▶ **What this task involves**
Your output should be the complete listing, repeated exactly.

○ ○ ○ ○ ○ ○ ○

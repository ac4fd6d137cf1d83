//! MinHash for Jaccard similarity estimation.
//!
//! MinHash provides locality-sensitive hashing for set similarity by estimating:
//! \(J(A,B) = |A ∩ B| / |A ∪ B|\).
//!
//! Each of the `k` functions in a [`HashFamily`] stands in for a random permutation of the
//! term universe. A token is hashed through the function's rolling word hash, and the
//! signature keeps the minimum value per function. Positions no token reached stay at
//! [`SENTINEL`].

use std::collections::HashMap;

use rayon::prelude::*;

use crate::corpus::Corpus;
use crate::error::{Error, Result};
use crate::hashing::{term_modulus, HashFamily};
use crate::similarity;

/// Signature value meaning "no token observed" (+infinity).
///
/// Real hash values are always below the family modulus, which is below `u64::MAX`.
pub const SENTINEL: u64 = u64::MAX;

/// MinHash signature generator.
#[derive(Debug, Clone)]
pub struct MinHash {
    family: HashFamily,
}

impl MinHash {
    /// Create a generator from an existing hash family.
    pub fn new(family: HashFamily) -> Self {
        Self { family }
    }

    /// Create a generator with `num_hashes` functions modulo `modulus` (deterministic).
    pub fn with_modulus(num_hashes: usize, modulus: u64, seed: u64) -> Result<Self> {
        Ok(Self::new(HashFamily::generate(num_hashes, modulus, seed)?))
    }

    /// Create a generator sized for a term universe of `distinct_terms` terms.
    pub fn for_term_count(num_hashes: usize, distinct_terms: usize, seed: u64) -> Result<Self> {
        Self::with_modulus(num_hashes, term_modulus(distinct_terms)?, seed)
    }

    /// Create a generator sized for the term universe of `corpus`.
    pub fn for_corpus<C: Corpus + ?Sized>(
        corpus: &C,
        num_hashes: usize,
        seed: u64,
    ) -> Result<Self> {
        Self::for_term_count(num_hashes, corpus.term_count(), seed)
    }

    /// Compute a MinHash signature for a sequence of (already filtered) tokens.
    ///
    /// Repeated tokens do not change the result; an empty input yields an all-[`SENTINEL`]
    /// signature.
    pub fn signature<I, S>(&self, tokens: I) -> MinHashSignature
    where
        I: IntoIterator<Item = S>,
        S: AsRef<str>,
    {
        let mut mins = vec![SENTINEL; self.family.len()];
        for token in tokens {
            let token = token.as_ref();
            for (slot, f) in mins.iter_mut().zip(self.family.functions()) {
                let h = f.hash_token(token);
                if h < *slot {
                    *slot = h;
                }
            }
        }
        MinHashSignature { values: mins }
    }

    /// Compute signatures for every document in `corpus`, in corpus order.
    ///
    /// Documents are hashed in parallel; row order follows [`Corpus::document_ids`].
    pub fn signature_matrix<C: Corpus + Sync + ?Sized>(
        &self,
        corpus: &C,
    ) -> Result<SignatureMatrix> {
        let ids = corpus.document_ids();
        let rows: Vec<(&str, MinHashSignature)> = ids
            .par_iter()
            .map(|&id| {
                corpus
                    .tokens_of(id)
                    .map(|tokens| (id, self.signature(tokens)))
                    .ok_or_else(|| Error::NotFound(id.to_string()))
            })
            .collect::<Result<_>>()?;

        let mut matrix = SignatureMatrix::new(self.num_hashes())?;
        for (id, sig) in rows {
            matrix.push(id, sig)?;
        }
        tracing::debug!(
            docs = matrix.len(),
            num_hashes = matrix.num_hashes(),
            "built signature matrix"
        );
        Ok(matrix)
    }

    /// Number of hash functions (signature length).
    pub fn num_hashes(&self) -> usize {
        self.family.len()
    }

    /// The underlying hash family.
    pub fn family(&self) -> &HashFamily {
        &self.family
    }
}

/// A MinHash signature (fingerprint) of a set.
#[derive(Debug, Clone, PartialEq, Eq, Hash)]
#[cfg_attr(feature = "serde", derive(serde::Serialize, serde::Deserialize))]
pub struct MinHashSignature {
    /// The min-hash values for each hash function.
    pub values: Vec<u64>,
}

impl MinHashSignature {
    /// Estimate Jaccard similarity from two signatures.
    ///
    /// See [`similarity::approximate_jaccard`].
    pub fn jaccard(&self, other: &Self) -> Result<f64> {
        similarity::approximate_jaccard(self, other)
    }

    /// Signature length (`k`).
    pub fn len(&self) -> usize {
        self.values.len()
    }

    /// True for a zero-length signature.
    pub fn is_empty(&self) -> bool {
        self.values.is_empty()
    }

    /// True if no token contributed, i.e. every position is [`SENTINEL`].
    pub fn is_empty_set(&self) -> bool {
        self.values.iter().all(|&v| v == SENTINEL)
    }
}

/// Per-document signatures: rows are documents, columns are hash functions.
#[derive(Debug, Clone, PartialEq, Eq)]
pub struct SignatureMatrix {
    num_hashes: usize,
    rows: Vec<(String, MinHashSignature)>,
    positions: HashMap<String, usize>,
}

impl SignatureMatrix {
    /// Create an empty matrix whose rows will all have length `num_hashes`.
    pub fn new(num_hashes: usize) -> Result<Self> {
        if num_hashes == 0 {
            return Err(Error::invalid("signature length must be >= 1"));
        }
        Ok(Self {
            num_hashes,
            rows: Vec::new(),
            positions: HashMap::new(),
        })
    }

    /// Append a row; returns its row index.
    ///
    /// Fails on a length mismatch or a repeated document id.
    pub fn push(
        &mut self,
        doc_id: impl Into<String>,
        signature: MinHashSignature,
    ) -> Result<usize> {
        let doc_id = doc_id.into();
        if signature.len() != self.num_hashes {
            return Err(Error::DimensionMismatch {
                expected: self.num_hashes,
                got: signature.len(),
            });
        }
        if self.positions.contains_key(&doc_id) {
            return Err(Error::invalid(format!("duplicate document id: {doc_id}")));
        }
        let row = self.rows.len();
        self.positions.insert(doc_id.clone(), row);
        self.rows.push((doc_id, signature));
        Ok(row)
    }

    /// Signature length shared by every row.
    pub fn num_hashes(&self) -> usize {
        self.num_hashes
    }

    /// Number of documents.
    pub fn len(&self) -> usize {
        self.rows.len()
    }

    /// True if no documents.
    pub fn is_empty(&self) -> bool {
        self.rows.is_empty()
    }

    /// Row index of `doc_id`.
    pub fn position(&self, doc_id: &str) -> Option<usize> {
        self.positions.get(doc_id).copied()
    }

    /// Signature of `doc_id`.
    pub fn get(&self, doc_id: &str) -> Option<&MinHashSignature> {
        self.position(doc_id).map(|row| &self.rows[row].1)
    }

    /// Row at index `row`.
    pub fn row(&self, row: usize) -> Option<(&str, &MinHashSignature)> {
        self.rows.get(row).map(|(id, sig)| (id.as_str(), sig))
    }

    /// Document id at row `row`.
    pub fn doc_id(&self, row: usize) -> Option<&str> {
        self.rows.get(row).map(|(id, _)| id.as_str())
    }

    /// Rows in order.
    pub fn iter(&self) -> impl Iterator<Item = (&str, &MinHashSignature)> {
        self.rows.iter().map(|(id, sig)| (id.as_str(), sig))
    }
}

○ ○ ○ ○ ○ ○ ○

▶ **Task result**
repository ac4fd6d137cf1d83
//! MinHash for Jaccard similarity estimation.
//!
//! MinHash provides locality-sensitive hashing for set similarity by estimating:
//! \(J(A,B) = |A ∩ B| / |A ∪ B|\).
//!
//! Each of the `k` functions in a [`HashFamily`] stands in for a random permutation of the
//! term universe. A token is hashed through the function's rolling word hash, and the
//! signature keeps the minimum value per function. Positions no token reached stay at
//! [`SENTINEL`].

use std::collections::HashMap;

use rayon::prelude::*;

use crate::corpus::Corpus;
use crate::error::{Error, Result};
use crate::hashing::{term_modulus, HashFamily};
use crate::similarity;

/// Signature value meaning "no token observed" (+infinity).
///
/// Real hash values are always below the family modulus, which is below `u64::MAX`.
pub const SENTINEL: u64 = u64::MAX;

/// MinHash signature generator.
#[derive(Debug, Clone)]
pub struct MinHash {
    family: HashFamily,
}

impl MinHash {
    /// Create a generator from an existing hash family.
    pub fn new(family: HashFamily) -> Self {
        Self { family }
    }

    /// Create a generator with `num_hashes` functions modulo `modulus` (deterministic).
    pub fn with_modulus(num_hashes: usize, modulus: u64, seed: u64) -> Result<Self> {
        Ok(Self::new(HashFamily::generate(num_hashes, modulus, seed)?))
    }

    /// Create a generator sized for a term universe of `distinct_terms` terms.
    pub fn for_term_count(num_hashes: usize, distinct_terms: usize, seed: u64) -> Result<Self> {
        Self::with_modulus(num_hashes, term_modulus(distinct_terms)?, seed)
    }

    /// Create a generator sized for the term universe of `corpus`.
    pub fn for_corpus<C: Corpus + ?Sized>(
        corpus: &C,
        num_hashes: usize,
        seed: u64,
    ) -> Result<Self> {
        Self::for_term_count(num_hashes, corpus.term_count(), seed)
    }

    /// Compute a MinHash signature for a sequence of (already filtered) tokens.
    ///
    /// Repeated tokens do not change the result; an empty input yields an all-[`SENTINEL`]
    /// signature.
    pub fn signature<I, S>(&self, tokens: I) -> MinHashSignature
    where
        I: IntoIterator<Item = S>,
        S: AsRef<str>,
    {
        let mut mins = vec![SENTINEL; self.family.len()];
        for token in tokens {
            let token = token.as_ref();
            for (slot, f) in mins.iter_mut().zip(self.family.functions()) {
                let h = f.hash_token(token);
                if h < *slot {
                    *slot = h;
                }
            }
        }
        MinHashSignature { values: mins }
    }

    /// Compute signatures for every document in `corpus`, in corpus order.
    ///
    /// Documents are hashed in parallel; row order follows [`Corpus::document_ids`].
    pub fn signature_matrix<C: Corpus + Sync + ?Sized>(
        &self,
        corpus: &C,
    ) -> Result<SignatureMatrix> {
        let ids = corpus.document_ids();
        let rows: Vec<(&str, MinHashSignature)> = ids
            .par_iter()
            .map(|&id| {
                corpus
                    .tokens_of(id)
                    .map(|tokens| (id, self.signature(tokens)))
                    .ok_or_else(|| Error::NotFound(id.to_string()))
            })
            .collect::<Result<_>>()?;

        let mut matrix = SignatureMatrix::new(self.num_hashes())?;
        for (id, sig) in rows {
            matrix.push(id, sig)?;
        }
        tracing::debug!(
            docs = matrix.len(),
            num_hashes = matrix.num_hashes(),
            "built signature matrix"
        );
        Ok(matrix)
    }

    /// Number of hash functions (signature length).
    pub fn num_hashes(&self) -> usize {
        self.family.len()
    }

    /// The underlying hash family.
    pub fn family(&self) -> &HashFamily {
        &self.family
    }
}

/// A MinHash signature (fingerprint) of a set.
#[derive(Debug, Clone, PartialEq, Eq, Hash)]
#[cfg_attr(feature = "serde", derive(serde::Serialize, serde::Deserialize))]
pub struct MinHashSignature {
    /// The min-hash values for each hash function.
    pub values: Vec<u64>,
}

impl MinHashSignature {
    /// Estimate Jaccard similarity from two signatures.
    ///
    /// See [`similarity::approximate_jaccard`].
    pub fn jaccard(&self, other: &Self) -> Result<f64> {
        similarity::approximate_jaccard(self, other)
    }

    /// Signature length (`k`).
    pub fn len(&self) -> usize {
        self.values.len()
    }

    /// True for a zero-length signature.
    pub fn is_empty(&self) -> bool {
        self.values.is_empty()
    }

    /// True if no token contributed, i.e. every position is [`SENTINEL`].
    pub fn is_empty_set(&self) -> bool {
        self.values.iter().all(|&v| v == SENTINEL)
    }
}

/// Per-document signatures: rows are documents, columns are hash functions.
#[derive(Debug, Clone, PartialEq, Eq)]
pub struct SignatureMatrix {
    num_hashes: usize,
    rows: Vec<(String, MinHashSignature)>,
    positions: HashMap<String, usize>,
}

impl SignatureMatrix {
    /// Create an empty matrix whose rows will all have length `num_hashes`.
    pub fn new(num_hashes: usize) -> Result<Self> {
        if num_hashes == 0 {
            return Err(Error::invalid("signature length must be >= 1"));
        }
        Ok(Self {
            num_hashes,
            rows: Vec::new(),
            positions: HashMap::new(),
        })
    }

    /// Append a row; returns its row index.
    ///
    /// Fails on a length mismatch or a repeated document id.
    pub fn push(
        &mut self,
        doc_id: impl Into<String>,
        signature: MinHashSignature,
    ) -> Result<usize> {
        let doc_id = doc_id.into();
        if signature.len() != self.num_hashes {
            return Err(Error::DimensionMismatch {
                expected: self.num_hashes,
                got: signature.len(),
            });
        }
        if self.positions.contains_key(&doc_id) {
            return Err(Error::invalid(format!("duplicate document id: {doc_id}")));
        }
        let row = self.rows.len();
        self.positions.insert(doc_id.clone(), row);
        self.rows.push((doc_id, signature));
        Ok(row)
    }

    /// Signature length shared by every row.
    pub fn num_hashes(&self) -> usize {
        self.num_hashes
    }

    /// Number of documents.
    pub fn len(&self) -> usize {
        self.rows.len()
    }

    /// True if no documents.
    pub fn is_empty(&self) -> bool {
        self.rows.is_empty()
    }

    /// Row index of `doc_id`.
    pub fn position(&self, doc_id: &str) -> Option<usize> {
        self.positions.get(doc_id).copied()
    }

    /// Signature of `doc_id`.
    pub fn get(&self, doc_id: &str) -> Option<&MinHashSignature> {
        self.position(doc_id).map(|row| &self.rows[row].1)
    }

    /// Row at index `row`.
    pub fn row(&self, row: usize) -> Option<(&str, &MinHashSignature)> {
        self.rows.get(row).map(|(id, sig)| (id.as_str(), sig))
    }

    /// Document id at row `row`.
    pub fn doc_id(&self, row: usize) -> Option<&str> {
        self.rows.get(row).map(|(id, _)| id.as_str())
    }

    /// Rows in order.
    pub fn iter(&self) -> impl Iterator<Item = (&str, &MinHashSignature)> {
        self.rows.iter().map(|(id, sig)| (id.as_str(), sig))
    }
}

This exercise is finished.